Similarly, each genetically diverse recipient population was assembled by taking one female from each of the 177 cultures of the same genotype status, plus another female from each of 23 of the cultures chosen at random to make the numbers up to 200. Two containers were prepared for each of the four recipient populations of genotype SF and four of genotype SS. Each genetically uniform invading group was created from either 10 or 100 individuals of the same clone, chosen from the large cultures (as for the genetically uniform recipient populations). Eight genetically uniform invading groups were thus prepared, four of genotype SF and four of genotype SS, and each represented by a large and a small group size.

Invasion events were initiated simultaneously for small and large group sizes. For each invading group size, the four genetically diverse groups of genotype SF were injected into the four genetically uniform populations of genotype SS and vice versa, and the four genetically diverse groups of genotype SS were injected into the four genetically uniform populations of genotype SF and vice versa.

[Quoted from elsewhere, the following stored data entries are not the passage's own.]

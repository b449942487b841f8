//! Class-based syntax highlighting with syntect.
//!
//! Code is emitted as `<span class="...">` runs; [`highlight_css`] produces
//! the matching stylesheet so the HTML engine needs no inline styles.

use std::sync::LazyLock;

use syntect::highlighting::ThemeSet;
use syntect::html::{ClassStyle, ClassedHTMLGenerator, css_for_theme_with_class_style};
use syntect::parsing::{SyntaxReference, SyntaxSet};
use syntect::util::LinesWithEndings;

use crate::state::escape_html;

const THEME: &str = "InspiredGitHub";
const CLASS_STYLE: ClassStyle = ClassStyle::SpacedPrefixed { prefix: "hl-" };

static SYNTAXES: LazyLock<SyntaxSet> = LazyLock::new(SyntaxSet::load_defaults_newlines);

/// Map common fence aliases to syntect tokens.
fn normalize_language(language: &str) -> String {
    let language = language.to_lowercase();
    match language.as_str() {
        "sh" | "shell" | "zsh" | "console" => "bash".to_owned(),
        "yml" => "yaml".to_owned(),
        "c++" | "cc" | "cxx" => "cpp".to_owned(),
        "c#" | "csharp" => "cs".to_owned(),
        "ts" => "js".to_owned(),
        _ => language,
    }
}

fn find_syntax(language: &str) -> Option<&'static SyntaxReference> {
    SYNTAXES.find_syntax_by_token(&normalize_language(language))
}

/// Highlight `code` as `language`.
///
/// Unknown languages and highlighter failures fall back to escaped plain
/// text, so the result is always safe to embed.
#[must_use]
pub fn highlight_code(language: Option<&str>, code: &str) -> String {
    let Some(syntax) = language.and_then(find_syntax) else {
        return escape_html(code);
    };

    let mut generator = ClassedHTMLGenerator::new_with_class_style(syntax, &SYNTAXES, CLASS_STYLE);
    for line in LinesWithEndings::from(code) {
        if let Err(e) = generator.parse_html_for_line_which_includes_newline(line) {
            tracing::debug!(
                language = %syntax.name,
                error = %e,
                "Highlighting failed, using plain text"
            );
            return escape_html(code);
        }
    }
    generator.finalize()
}

/// Stylesheet for the classes emitted by [`highlight_code`].
///
/// Empty when the bundled theme cannot be turned into CSS.
#[must_use]
pub fn highlight_css() -> String {
    let themes = ThemeSet::load_defaults();
    let Some(theme) = themes.themes.get(THEME) else {
        return String::new();
    };
    match css_for_theme_with_class_style(theme, CLASS_STYLE) {
        Ok(css) => css,
        Err(e) => {
            tracing::warn!(error = %e, "Failed to generate highlight CSS");
            String::new()
        }
    }
}

#[cfg(test)]
mod tests {
    use super::*;
    use pretty_assertions::assert_eq;

    #[test]
    fn test_known_language_gets_classes() {
        let html = highlight_code(Some("rust"), "fn main() {}\n");
        assert!(html.contains("class=\"hl-"), "html: {html}");
        assert!(html.contains("main"));
    }

    #[test]
    fn test_unknown_language_is_escaped() {
        assert_eq!(
            highlight_code(Some("no-such-language"), "a < b"),
            "a &lt; b"
        );
        assert_eq!(highlight_code(None, "<tag>"), "&lt;tag&gt;");
    }

    #[test]
    fn test_highlighted_output_escapes_markup() {
        let html = highlight_code(Some("python"), "print(\"<b>\")\n");
        assert!(!html.contains("<b>"));
    }

    #[test]
    fn test_aliases() {
        assert_eq!(normalize_language("YML"), "yaml");
        assert_eq!(normalize_language("shell"), "bash");
        assert_eq!(normalize_language("rust"), "rust");
        assert!(find_syntax("sh").is_some());
    }

    #[test]
    fn test_css_uses_prefix() {
        assert!(highlight_css().contains(".hl-"));
    }
}
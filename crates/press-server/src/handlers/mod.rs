//! HTTP request handlers.

pub(crate) mod info;
pub(crate) mod render;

2.3 Feeding and monitoring

Each recipient population was housed in 1.4 l zooplankton media (7 ml per individual Daphnia) in a plastic open-mouthed, 2.5-l container, to which the appropriate invading group was added. The volume of media reflected the total recipient population at the start of the experiment, and was maintained at this level regardless of invading group size or any fluctuations in population size during the experiment. Zooplankton media were topped up when necessary and all populations had their media changed when required. Any settled inedible algae, detritus or dead Daphnia was removed daily. Treatments were fed three to five times a week with 2.0–2.4×106 algal cells, or 100,000–120,000 cells per Daphnia (haemocytometer counts), grown in an aquarium housing a goldfish. Previous experiments have established that this is less than ad libitum and therefore provided conditions of food stress (Tagg et al. 2005). Such aquaria-cultured algae water contains inedible algae and bacteria as well as edible bacteria, providing a multi-dimensional niche conducive to clone-specific responses. An impure food supply can also dampen booms and crashes in the population if inedible algae utilise the nutrients required by the edible algae (McCauley et al. 1999). All treatments were housed in a temperature-controlled room at 19°C for a 16L:8D h photoperiod.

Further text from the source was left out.